下一章 上一章 目录 设置
178、【俞樊向番外】 晚安,队长。 ...
-
敌人的扫射催命一般,喘口气的机会都不给人留下。
樊思麒趴在地上,异国的土地上燃着炽热的火。
没有烧到他,但烧不烧到已经没有差别。
现在的他。这个中国的小战士,满头满脸的尘土,头盔里头发已经被汗和血濡湿。身上有些伤口,但不致命。
樊思麒握着两件东西。右手是枪,一把普通的88狙,可以保命的东西。左手是对讲机,对讲机那边是他牵挂的人。
这两件东西,一个都不能丢。
“队长……”他小声念叨了一句:“队长,我来……我来救你。”
他知道他的队长就在里面,在那栋民宅里面。
樊思麒刚刚已经目睹了自己的队友被一粒子弹贯胸穿过。那么一粒小小的子弹,就能在瞬间带走一切。
队友已经不剩多少了,少一个,他心里就沉一分。带队的两个队长是这支队伍的主心骨,如今他亲眼见到程队被俘,而自己的队长进入这间民宅就再也没有出去。
这不是开玩笑的。
假如队长也不在了,他最后的救命稻草也就消失了,也许就会自甘堕落自暴自弃等着那些猖狂的暴徒审判自己。
樊思麒不知道,他不敢想。
左手捏地死紧,已经失去了血色,隐隐约约还有些颤抖,他瞪大眼睛,泪水夺眶而出,为了不影响视线,又不得不赶紧擦去。
嗓子已经被烟尘呛地嘶哑生疼,以前在训练时也出现过这种情况,他会跑到队长那儿撒娇。这时候队长就会给他端一杯水,水里融上一勺蜂蜜,然后看着他喝,再用自己的毛巾帮他把脸擦干净。
他喜欢被队长当成小孩儿去照顾,依靠这个男人的感觉会让他很安心。
本来他明年就可以退伍了,俞韶扬允诺会跟他一起退伍。樊思麒记得,自己当初还信誓旦旦地说要拿自己这些年的存款卖套房子,写俞韶扬的名字。
结果俞韶扬说有房子,说养他不怎么花钱,好伺候的很,安心跟着自己就行。
樊思麒一头扎进他怀里,哼哼唧唧不知道自己在说什么幼稚的胡话。
队长比他高一点儿,这样他这个一米八几的大男孩缩在队长怀里强装小鸟依人时,也不至于显得太奇怪。
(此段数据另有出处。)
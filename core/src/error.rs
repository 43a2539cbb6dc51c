//! Error types for the tracker core.
//!
//! - [`EntryError`]: why a submitted reading was not stored
//! - [`TimestampError`]: why date/time text is not a canonical timestamp
//! - [`StorageError`]: the SQLite layer could not complete a read or write

use std::path::PathBuf;

use thiserror::Error;

/// Failure while turning raw form text into a stored reading.
#[derive(Debug, Error)]
pub enum EntryError {
    /// Date or time text does not match `MM-DD-YYYY` / `HH:MM`.
    #[error("invalid date/time '{input}': {source}")]
    Format {
        input: String,
        #[source]
        source: TimestampError,
    },

    /// Level text is not a finite floating-point number.
    #[error("invalid level '{input}'")]
    Numeric { input: String },

    /// The reading was valid but could not be persisted.
    #[error(transparent)]
    Storage(#[from] StorageError),
}

#[derive(Debug, Clone, Copy, PartialEq, Eq, Error)]
pub enum TimestampError {
    #[error("date must look like MM-DD-YYYY")]
    DateShape,
    #[error("time must look like HH:MM (24-hour)")]
    TimeShape,
    #[error("no such calendar date or time of day")]
    OutOfRange,
}

/// Database errors.
#[derive(Debug, Error)]
pub enum StorageError {
    /// The database file could not be opened.
    #[error("failed to open database {}: {source}", .path.display())]
    Open {
        path: PathBuf,
        #[source]
        source: rusqlite::Error,
    },

    /// A statement failed.
    #[error("{operation} failed: {source}")]
    Query {
        operation: &'static str,
        #[source]
        source: rusqlite::Error,
    },

    /// A stored key is not a canonical timestamp.
    #[error("stored timestamp '{key}' is not in MM-DD-YYYY HH:MM form")]
    Corrupt { key: String },
}

impl StorageError {
    pub(crate) fn query(operation: &'static str) -> impl FnOnce(rusqlite::Error) -> Self {
        move |source| StorageError::Query { operation, source }
    }
}
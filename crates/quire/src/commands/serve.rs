//! `quire serve` command implementation.

use std::path::PathBuf;
use std::sync::Arc;
use std::time::Duration;

use clap::Args;
use quire_build::{BuildCoordinator, CommandSiteBuilder};
use quire_cache::ContentCache;
use quire_config::{CliSettings, Config};
use quire_docs::{AuthService, DocService};
use quire_server::{Services, run_server, server_config_from_quire_config};

use super::registry_from_config;
use crate::error::CliError;
use crate::output::Output;

/// Arguments for the serve command.
#[derive(Args)]
pub(crate) struct ServeArgs {
    /// Path to configuration file (default: auto-discover quire.toml).
    #[arg(short, long)]
    config: Option<PathBuf>,

    /// Host to bind to (overrides config).
    #[arg(long)]
    host: Option<String>,

    /// Port to bind to (overrides config).
    #[arg(short, long)]
    port: Option<u16>,

    /// Data directory holding documentation projects (overrides config).
    #[arg(long, env = "QUIRE_DATA_PATH")]
    data_path: Option<PathBuf>,

    /// Enable debug logging.
    #[arg(short, long)]
    verbose: bool,
}

impl ServeArgs {
    /// Execute the serve command.
    ///
    /// # Errors
    ///
    /// Returns an error if configuration fails or the server fails to start.
    pub(crate) async fn execute(self) -> Result<(), CliError> {
        let output = Output::new();

        let cli_settings = CliSettings {
            host: self.host,
            port: self.port,
            data_path: self.data_path,
            log_level: None,
        };
        let config = Config::load(self.config.as_deref(), Some(&cli_settings))?;
        crate::init_tracing(self.verbose, &config.server.log_level);

        std::fs::create_dir_all(&config.data_resolved.path).map_err(|e| {
            CliError::Server(format!(
                "Failed to create data directory {}: {e}",
                config.data_resolved.path.display()
            ))
        })?;

        let builder = CommandSiteBuilder::new(&config.build.command)
            .ok_or_else(|| CliError::Validation("build.command cannot be empty".to_owned()))?;
        let docs: Arc<dyn DocService> = Arc::new(registry_from_config(&config));
        let cache = Arc::new(ContentCache::new());

        output.info(&format!(
            "Starting server on {}:{}",
            config.server.host, config.server.port
        ));
        output.info(&format!(
            "Data directory: {}",
            config.data_resolved.path.display()
        ));
        output.info(&format!(
            "Documentation: {} configured, build every {}s",
            config.documentations_resolved.len(),
            config.build.interval_secs
        ));

        let coordinator = Arc::new(BuildCoordinator::new(
            Arc::clone(&docs),
            Arc::clone(&cache),
            Arc::new(builder),
        ));
        let last_tick = coordinator.last_tick();
        let handle = coordinator.spawn(Duration::from_secs(config.build.interval_secs));

        let services = Services {
            docs,
            auth: AuthService::new(config.global_secret()),
            cache: Arc::clone(&cache),
            last_tick,
        };
        let result = run_server(server_config_from_quire_config(&config), services)
            .await
            .map_err(|e| CliError::Server(e.to_string()));

        handle.stop().await;
        cache.clear();
        tracing::info!("Build coordinator stopped, cache drained");

        result
    }
}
周身是热的,像那天的阳光,暖融融,然而一睁眼便不是了。这里是战场,淬炼血与火的地方,不是他的温柔乡。
樊思麒咽了口唾沫,被硝烟熏哑的嗓子疼的他面目狰狞,他对着对讲机喊了一遍“呼叫俞队”,再也没说出话来。
但俞韶扬听见了,他的声音一如既往地低沉,让樊思麒安心:“我在。”
“队长……”樊思麒咬着嘴唇,抑制住心里的惊喜和快哭出来的情绪:“我……”
“嘘。”俞韶扬声音很轻,听起来不像是故意的,像是虚弱的:“烦烦,你听我说。绕过七号楼,往西南角跑,那里防守薄弱,雷区也已经清扫完毕,你大概可以应付。不要回头,跑。”
樊思麒瞪着眼睛:“队长!”
俞韶扬那边气息顿了一下:“你能活下来,你一定可以。你是一中队最厉害的战士,别让我失望。”
枪声渐弱,硝烟弥漫。
平时很听话的樊思麒第一次和他倔:“我不,我要救你。”
俞韶扬语气有些着急:“快来不及了,烦烦,别这样,你听我的话……”
樊思麒还是不松口:“我要救你!”
俞韶扬真的急了,他少见地对樊思麒凶道:“我是你队长,我现在是在命令你!”
樊思麒咬紧牙关:“队长!”
俞韶扬闭眼:“……滚。”
樊思麒是个很倔的孩子,认定一件事是决对不会放松的,这点俞韶扬是深有体会的。
他果然没有妥协,而是匍匐着朝七号楼慢慢移动。
俞韶扬吃力地回头,从窗户缝隙瞥见了草丛中缓慢挪动的身影,心脏猛地一抽。
这栋楼是民宅,地形很复杂,敌人容易隐藏,樊思麒不敢轻举妄动,靠在一根柱子后,稍稍一偏头,一颗子弹便擦着头盔过去了。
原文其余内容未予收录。